*** EXTRACTED ENTRIES Section Begins ***
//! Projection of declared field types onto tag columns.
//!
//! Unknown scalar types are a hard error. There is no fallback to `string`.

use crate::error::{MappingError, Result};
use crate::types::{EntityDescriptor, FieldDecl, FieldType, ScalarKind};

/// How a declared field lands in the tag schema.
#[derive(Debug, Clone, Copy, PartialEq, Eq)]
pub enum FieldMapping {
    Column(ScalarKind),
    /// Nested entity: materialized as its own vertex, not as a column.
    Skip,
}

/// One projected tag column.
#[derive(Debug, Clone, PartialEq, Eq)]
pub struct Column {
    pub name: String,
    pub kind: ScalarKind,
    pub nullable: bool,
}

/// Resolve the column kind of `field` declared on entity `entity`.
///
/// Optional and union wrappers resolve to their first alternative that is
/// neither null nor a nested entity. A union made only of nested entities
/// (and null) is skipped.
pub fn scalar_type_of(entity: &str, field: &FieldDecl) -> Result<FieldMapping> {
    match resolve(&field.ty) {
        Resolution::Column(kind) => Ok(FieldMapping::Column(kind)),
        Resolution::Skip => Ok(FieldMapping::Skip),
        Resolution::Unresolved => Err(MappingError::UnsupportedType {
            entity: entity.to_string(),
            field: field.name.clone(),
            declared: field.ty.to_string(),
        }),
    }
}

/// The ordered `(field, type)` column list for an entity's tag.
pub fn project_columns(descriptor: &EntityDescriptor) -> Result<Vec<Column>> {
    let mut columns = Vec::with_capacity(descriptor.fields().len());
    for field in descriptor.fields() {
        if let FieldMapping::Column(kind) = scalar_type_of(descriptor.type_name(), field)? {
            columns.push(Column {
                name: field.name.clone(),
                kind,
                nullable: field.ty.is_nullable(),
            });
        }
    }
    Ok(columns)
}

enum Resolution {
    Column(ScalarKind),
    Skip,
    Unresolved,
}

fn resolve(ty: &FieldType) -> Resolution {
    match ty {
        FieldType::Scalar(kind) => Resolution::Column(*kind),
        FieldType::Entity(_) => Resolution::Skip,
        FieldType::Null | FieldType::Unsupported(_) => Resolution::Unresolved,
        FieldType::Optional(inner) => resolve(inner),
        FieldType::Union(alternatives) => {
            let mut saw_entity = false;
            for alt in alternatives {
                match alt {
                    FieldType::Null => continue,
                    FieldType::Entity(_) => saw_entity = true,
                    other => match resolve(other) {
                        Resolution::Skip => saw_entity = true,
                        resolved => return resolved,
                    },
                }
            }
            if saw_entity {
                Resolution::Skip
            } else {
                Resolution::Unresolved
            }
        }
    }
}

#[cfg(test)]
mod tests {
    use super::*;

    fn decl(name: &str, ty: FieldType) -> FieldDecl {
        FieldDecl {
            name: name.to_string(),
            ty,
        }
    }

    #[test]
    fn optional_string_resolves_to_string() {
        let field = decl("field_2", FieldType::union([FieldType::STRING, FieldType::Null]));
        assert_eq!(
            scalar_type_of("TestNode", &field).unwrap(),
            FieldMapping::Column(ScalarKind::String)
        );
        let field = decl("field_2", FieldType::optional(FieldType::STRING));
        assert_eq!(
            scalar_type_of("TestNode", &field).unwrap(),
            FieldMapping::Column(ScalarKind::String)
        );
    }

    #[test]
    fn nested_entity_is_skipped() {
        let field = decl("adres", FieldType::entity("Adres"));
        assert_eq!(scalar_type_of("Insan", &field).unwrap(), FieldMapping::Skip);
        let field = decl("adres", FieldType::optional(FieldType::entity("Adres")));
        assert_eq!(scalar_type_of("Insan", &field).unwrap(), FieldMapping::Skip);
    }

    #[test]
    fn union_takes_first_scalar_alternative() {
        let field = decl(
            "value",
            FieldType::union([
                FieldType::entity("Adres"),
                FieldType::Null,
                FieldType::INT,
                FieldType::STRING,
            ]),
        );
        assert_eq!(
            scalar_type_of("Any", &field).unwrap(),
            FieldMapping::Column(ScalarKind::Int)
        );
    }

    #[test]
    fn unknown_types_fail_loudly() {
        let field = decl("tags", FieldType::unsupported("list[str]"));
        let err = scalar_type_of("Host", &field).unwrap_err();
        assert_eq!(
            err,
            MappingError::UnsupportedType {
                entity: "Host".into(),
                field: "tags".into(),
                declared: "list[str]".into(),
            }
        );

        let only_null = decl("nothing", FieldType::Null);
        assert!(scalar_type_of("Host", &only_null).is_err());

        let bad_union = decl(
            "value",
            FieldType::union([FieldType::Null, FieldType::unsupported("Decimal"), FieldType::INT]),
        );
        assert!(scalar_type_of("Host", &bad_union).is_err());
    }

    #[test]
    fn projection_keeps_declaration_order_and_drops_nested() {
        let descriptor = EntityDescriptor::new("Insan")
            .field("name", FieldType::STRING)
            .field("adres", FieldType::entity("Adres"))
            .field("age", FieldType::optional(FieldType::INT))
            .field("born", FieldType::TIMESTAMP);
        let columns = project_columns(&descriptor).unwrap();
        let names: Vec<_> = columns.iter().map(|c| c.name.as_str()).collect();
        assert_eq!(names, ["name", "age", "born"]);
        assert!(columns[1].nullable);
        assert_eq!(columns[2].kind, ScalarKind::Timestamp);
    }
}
*** EXTRACTED ENTRIES Section Ends ***
*** EXTRACTED ENTRIES Section Begins ***
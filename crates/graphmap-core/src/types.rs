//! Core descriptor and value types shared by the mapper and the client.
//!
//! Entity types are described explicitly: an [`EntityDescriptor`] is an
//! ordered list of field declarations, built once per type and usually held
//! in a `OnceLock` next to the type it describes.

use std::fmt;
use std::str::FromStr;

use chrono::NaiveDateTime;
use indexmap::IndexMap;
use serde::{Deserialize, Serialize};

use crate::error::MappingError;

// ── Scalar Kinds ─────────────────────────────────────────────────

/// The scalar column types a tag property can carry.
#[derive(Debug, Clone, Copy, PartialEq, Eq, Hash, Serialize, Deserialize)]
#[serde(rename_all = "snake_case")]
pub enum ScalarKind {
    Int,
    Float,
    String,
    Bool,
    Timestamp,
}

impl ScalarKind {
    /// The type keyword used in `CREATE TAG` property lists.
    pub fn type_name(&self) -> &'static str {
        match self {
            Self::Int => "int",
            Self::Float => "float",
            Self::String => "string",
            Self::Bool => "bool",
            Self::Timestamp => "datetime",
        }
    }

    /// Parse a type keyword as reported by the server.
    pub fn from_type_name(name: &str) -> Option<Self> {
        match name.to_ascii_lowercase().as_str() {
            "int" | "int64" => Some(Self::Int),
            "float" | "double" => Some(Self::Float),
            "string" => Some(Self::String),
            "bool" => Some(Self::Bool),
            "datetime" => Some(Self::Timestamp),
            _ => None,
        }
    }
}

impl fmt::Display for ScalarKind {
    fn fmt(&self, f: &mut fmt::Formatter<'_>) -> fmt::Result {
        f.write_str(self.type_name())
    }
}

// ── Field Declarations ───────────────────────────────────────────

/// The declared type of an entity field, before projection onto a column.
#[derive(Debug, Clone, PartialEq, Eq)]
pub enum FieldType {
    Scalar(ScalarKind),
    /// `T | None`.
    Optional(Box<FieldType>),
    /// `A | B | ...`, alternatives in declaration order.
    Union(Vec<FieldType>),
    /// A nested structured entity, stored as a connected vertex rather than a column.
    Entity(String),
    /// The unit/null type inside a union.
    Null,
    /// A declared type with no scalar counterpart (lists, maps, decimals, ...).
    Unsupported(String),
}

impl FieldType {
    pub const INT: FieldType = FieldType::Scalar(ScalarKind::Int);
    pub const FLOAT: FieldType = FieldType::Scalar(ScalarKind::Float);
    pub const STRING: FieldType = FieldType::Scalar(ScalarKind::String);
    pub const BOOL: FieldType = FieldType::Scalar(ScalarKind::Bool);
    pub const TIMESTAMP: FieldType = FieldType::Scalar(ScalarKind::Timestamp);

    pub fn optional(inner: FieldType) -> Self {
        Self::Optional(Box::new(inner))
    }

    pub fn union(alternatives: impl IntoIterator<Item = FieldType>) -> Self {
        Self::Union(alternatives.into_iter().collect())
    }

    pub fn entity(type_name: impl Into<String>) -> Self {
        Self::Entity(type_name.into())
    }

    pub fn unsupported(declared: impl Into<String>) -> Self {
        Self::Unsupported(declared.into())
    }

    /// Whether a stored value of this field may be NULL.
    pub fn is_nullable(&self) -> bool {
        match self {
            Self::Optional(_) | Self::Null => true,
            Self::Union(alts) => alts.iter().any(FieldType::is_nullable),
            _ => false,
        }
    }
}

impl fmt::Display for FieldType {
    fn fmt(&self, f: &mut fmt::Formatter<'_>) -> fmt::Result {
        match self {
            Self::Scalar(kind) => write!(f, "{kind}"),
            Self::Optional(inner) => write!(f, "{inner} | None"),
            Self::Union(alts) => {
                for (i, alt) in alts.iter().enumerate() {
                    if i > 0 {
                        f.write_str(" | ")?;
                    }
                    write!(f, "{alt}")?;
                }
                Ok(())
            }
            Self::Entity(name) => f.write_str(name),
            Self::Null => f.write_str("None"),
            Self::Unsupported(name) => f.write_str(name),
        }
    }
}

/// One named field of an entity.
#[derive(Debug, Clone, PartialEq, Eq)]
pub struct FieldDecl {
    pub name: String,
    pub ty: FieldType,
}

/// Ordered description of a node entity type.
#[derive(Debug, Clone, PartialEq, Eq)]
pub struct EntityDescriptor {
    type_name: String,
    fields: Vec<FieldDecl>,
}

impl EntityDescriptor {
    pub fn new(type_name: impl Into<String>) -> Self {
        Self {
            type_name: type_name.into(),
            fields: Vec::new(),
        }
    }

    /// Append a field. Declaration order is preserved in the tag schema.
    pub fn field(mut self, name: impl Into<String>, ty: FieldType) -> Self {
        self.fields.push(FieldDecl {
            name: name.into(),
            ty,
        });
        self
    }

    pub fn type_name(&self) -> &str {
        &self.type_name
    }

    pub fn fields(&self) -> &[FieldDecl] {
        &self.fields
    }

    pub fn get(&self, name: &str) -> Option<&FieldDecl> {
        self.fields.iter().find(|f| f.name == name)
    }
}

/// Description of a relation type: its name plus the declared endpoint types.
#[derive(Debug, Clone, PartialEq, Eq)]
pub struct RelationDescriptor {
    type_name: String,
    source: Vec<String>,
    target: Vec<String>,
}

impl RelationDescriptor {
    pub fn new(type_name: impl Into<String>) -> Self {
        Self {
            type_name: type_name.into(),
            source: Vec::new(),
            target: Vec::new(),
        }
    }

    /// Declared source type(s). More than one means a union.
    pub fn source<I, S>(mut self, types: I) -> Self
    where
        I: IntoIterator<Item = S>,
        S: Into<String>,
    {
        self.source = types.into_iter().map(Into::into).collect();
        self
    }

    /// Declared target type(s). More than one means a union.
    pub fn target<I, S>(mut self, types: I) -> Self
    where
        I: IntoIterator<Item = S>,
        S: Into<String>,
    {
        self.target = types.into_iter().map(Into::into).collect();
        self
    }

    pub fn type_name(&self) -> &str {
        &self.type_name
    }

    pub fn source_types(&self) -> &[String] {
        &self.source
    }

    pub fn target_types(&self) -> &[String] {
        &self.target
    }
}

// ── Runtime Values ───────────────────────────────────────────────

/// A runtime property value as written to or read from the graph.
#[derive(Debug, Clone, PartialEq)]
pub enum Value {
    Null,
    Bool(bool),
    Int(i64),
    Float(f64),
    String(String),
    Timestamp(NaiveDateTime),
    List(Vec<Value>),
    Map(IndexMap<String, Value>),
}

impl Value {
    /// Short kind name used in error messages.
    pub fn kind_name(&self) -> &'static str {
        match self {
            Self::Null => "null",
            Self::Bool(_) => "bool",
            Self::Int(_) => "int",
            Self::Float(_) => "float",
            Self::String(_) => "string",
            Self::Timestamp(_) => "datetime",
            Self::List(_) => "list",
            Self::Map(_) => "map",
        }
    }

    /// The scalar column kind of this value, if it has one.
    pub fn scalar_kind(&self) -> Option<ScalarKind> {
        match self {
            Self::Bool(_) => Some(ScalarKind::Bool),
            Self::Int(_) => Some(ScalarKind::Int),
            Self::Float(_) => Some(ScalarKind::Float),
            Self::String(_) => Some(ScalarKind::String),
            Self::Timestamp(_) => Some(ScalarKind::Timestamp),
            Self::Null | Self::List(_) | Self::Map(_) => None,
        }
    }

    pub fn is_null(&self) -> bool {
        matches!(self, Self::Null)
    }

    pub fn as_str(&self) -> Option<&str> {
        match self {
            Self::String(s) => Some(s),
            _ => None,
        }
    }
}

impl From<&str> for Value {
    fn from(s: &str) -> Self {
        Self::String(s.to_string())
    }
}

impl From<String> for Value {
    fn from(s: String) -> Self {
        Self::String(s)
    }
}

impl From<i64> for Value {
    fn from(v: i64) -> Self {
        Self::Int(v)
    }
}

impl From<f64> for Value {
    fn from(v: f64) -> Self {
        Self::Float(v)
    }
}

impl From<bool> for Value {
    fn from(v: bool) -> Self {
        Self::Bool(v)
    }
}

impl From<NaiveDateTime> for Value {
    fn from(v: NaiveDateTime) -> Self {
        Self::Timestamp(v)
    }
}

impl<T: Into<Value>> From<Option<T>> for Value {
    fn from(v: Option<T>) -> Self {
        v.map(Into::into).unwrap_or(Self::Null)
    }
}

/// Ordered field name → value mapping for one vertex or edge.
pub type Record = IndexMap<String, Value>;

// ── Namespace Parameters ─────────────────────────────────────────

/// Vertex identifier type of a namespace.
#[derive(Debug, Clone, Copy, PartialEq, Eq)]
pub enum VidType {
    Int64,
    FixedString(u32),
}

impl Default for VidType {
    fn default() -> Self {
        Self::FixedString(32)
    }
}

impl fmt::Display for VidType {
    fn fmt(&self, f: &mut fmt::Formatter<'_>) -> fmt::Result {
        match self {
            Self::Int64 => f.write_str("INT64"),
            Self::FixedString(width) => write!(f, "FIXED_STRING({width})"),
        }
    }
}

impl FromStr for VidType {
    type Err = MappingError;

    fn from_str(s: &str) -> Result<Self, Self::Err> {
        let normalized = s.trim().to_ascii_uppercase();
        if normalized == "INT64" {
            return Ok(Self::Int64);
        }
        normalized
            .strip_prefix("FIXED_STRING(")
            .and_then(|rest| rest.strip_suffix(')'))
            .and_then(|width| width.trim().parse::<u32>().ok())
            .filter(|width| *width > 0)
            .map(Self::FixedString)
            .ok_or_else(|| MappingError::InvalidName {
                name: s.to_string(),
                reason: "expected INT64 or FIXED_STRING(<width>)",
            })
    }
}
*** EXTRACTED ENTRIES Section Ends ***
* _PROBLEM REQUIREMENTS_: Each line above that carries the string "inner" has to be returned.

* _SOLUTION FOR THIS PROBLEM_:
        FieldType::Optional(inner) => resolve(inner),
    pub fn optional(inner: FieldType) -> Self {
        Self::Optional(Box::new(inner))
            Self::Optional(inner) => write!(f, "{inner} | None"),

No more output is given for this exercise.